▶ [Aim of the exercise]:
Write out exactly what each line says, starting with the first line below and ending on the one with "local and each".

▶ [Source records]:
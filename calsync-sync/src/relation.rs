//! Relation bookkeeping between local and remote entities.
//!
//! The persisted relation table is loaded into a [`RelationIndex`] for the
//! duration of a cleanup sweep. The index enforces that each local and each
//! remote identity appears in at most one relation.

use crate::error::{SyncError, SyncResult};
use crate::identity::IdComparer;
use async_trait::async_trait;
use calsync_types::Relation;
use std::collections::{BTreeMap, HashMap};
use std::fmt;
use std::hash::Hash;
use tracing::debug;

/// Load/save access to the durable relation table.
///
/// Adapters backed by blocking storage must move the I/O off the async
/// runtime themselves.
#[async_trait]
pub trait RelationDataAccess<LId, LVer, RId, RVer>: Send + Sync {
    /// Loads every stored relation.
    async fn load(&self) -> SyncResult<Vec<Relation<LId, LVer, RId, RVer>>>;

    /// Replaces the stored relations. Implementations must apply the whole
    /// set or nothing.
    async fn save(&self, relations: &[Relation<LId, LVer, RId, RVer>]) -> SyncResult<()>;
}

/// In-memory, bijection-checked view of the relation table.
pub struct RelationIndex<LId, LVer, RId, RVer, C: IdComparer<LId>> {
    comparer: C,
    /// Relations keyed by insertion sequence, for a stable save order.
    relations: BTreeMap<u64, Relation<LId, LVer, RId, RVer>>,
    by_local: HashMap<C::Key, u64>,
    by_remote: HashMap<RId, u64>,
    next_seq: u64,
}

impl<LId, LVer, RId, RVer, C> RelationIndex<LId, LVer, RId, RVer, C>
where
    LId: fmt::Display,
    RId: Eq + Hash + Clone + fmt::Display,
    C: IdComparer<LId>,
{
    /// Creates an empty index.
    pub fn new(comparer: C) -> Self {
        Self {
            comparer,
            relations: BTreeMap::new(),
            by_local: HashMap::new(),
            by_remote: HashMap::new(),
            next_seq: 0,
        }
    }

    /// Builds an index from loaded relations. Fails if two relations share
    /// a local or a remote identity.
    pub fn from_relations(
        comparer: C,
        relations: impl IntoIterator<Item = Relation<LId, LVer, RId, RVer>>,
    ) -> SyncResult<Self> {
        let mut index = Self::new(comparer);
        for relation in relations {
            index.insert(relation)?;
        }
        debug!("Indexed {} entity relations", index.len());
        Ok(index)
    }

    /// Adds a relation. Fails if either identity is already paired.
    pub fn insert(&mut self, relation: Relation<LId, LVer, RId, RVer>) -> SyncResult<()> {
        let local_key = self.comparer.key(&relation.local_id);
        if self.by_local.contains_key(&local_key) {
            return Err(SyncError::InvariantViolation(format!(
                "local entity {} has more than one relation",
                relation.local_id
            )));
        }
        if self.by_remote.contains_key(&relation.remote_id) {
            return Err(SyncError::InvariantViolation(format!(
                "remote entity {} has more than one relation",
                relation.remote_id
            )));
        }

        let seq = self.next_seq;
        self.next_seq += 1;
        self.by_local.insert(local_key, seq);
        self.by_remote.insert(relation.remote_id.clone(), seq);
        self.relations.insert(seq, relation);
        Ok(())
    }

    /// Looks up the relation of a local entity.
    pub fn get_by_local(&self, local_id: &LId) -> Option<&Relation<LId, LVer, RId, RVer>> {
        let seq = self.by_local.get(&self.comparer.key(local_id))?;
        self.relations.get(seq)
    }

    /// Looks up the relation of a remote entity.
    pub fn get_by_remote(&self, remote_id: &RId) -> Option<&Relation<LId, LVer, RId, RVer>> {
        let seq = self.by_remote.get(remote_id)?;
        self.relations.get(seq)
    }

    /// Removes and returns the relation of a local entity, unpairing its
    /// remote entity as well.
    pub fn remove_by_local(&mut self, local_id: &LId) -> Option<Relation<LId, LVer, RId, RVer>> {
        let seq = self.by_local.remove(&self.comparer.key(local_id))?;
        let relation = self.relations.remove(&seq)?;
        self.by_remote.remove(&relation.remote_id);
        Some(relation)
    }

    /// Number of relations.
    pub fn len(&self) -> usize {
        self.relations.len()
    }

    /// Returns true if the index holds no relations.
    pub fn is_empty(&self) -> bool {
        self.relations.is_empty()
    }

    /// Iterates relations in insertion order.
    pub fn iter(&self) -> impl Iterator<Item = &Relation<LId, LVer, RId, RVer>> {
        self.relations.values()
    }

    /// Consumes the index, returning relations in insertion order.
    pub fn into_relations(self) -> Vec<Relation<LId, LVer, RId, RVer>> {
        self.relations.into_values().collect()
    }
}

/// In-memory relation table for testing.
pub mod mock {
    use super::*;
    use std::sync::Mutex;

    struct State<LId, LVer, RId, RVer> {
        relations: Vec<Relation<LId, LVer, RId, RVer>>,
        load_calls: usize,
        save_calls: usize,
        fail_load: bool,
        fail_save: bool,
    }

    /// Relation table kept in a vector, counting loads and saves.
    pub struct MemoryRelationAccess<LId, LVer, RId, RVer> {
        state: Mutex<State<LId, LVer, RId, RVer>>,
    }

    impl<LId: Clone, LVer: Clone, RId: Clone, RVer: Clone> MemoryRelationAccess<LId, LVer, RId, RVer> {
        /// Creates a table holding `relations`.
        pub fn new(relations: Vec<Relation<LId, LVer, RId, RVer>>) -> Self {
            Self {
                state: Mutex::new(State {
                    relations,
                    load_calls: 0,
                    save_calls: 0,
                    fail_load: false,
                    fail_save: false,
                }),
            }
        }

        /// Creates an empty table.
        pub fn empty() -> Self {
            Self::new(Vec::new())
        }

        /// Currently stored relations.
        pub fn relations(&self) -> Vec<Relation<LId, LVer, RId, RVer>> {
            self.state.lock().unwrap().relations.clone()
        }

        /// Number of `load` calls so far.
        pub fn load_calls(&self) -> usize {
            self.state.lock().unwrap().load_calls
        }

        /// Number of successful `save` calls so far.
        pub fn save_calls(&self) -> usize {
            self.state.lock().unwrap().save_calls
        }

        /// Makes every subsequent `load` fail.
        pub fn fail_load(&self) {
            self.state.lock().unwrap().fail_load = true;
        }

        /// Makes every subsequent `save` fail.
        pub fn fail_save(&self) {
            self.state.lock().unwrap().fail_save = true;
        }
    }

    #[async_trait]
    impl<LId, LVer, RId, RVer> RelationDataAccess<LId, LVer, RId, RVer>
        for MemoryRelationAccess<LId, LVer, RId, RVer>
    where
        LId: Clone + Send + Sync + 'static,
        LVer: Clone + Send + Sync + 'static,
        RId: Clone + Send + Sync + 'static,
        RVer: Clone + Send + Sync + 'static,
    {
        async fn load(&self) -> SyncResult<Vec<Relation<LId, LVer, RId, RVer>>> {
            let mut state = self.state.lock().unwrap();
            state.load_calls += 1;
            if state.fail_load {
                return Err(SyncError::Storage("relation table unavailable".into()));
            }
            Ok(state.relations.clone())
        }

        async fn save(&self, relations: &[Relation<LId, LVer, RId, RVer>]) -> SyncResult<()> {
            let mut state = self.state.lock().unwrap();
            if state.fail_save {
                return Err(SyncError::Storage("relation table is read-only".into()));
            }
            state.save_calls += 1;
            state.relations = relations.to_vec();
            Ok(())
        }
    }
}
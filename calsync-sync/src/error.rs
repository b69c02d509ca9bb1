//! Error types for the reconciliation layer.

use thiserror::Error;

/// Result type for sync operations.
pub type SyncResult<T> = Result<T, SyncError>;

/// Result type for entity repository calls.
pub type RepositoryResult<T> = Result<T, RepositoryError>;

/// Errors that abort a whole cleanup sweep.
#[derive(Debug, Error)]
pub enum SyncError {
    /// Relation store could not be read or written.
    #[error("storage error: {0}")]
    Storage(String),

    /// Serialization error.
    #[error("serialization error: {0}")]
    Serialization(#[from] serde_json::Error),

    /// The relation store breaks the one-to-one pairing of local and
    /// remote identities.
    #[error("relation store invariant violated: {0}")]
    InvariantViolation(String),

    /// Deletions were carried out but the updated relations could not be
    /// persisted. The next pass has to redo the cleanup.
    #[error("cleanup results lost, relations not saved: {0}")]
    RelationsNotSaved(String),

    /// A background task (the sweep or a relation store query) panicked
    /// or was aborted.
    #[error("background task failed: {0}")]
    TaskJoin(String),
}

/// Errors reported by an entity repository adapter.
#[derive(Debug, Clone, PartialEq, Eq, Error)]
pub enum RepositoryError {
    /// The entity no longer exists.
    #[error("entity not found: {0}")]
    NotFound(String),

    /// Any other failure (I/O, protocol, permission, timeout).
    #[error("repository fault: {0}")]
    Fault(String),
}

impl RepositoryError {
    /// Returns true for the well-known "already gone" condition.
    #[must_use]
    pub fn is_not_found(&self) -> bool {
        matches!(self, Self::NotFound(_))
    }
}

▶ [Answer]:
filename calsync-sync/src/relation.rs
//! Relation bookkeeping between local and remote entities.
//!
//! The persisted relation table is loaded into a [`RelationIndex`] for the
//! duration of a cleanup sweep. The index enforces that each local and each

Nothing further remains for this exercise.